Exercise directions
Where the data below has the string "from", return the whole line.

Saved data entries
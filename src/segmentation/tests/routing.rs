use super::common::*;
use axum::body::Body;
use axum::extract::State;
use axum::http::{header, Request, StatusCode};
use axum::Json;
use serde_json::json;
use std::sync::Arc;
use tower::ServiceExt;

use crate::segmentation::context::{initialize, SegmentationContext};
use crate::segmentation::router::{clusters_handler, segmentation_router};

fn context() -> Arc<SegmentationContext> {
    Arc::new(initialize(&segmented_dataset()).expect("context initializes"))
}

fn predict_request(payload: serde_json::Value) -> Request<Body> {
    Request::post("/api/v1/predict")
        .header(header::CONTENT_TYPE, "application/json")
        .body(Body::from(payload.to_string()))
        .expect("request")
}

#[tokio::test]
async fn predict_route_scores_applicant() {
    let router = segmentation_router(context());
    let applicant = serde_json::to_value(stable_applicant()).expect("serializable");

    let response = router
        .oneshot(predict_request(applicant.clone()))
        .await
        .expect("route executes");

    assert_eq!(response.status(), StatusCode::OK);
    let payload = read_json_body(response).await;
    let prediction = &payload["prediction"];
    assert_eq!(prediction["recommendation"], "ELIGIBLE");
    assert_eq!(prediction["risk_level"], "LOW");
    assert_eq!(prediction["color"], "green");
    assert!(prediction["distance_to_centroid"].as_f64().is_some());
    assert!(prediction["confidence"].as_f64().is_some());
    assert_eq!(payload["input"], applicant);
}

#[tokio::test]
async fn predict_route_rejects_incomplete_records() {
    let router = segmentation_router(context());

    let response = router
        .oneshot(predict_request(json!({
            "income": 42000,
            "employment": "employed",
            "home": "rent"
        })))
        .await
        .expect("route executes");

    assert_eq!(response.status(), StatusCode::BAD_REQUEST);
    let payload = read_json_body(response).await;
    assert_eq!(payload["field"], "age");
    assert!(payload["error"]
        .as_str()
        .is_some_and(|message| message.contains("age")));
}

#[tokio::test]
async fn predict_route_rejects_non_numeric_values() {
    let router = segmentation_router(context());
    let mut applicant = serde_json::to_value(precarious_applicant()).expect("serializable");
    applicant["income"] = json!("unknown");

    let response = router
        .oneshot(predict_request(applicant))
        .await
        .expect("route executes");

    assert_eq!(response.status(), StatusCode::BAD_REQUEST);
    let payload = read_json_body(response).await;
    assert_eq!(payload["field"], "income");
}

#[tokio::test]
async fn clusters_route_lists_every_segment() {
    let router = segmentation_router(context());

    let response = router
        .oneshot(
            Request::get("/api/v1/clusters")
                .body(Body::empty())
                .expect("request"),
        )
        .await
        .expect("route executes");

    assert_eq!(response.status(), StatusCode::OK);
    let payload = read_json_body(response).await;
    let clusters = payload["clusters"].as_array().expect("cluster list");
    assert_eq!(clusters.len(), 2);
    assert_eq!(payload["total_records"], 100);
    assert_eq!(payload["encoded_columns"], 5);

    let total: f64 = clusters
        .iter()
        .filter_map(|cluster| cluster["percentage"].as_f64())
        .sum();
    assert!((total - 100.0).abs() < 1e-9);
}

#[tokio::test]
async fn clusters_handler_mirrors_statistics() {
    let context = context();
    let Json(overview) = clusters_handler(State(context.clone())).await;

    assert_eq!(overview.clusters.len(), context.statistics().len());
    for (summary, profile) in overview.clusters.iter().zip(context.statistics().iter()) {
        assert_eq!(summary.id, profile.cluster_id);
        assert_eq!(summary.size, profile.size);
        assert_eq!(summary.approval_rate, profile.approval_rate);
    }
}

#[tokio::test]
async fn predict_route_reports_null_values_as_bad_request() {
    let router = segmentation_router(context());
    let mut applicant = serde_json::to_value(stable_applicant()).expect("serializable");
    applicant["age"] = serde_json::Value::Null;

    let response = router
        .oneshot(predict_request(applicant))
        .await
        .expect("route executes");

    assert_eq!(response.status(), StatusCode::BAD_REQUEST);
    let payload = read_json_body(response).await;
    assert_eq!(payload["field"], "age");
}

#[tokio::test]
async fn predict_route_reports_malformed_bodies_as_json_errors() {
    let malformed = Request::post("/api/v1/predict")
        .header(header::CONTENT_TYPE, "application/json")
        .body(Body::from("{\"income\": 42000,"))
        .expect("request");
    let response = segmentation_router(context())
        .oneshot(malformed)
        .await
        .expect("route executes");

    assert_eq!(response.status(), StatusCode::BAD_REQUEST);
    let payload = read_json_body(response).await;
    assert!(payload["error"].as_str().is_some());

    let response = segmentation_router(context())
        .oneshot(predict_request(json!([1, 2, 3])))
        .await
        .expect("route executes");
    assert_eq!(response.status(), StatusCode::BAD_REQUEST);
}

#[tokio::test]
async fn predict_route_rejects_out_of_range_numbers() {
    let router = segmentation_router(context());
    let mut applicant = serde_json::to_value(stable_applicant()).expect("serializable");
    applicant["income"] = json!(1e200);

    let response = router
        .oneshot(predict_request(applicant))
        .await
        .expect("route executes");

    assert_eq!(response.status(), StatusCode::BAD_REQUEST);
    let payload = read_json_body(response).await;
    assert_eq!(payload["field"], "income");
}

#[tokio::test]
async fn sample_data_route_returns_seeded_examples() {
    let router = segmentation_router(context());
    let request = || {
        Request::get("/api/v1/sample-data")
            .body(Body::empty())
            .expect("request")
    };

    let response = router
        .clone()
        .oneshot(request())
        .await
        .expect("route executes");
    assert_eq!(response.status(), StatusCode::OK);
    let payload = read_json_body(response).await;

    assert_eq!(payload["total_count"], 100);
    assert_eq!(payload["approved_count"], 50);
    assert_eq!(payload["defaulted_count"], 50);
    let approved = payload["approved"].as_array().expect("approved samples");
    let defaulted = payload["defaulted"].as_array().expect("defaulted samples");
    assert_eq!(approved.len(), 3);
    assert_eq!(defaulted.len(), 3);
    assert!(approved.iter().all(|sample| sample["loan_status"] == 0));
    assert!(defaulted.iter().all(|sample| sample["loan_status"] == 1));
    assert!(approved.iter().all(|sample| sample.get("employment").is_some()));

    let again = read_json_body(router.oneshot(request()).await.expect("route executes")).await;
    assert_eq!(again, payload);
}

Result of this task
        .body(Body::from(payload.to_string()))
        .body(Body::from("{\"income\": 42000,"))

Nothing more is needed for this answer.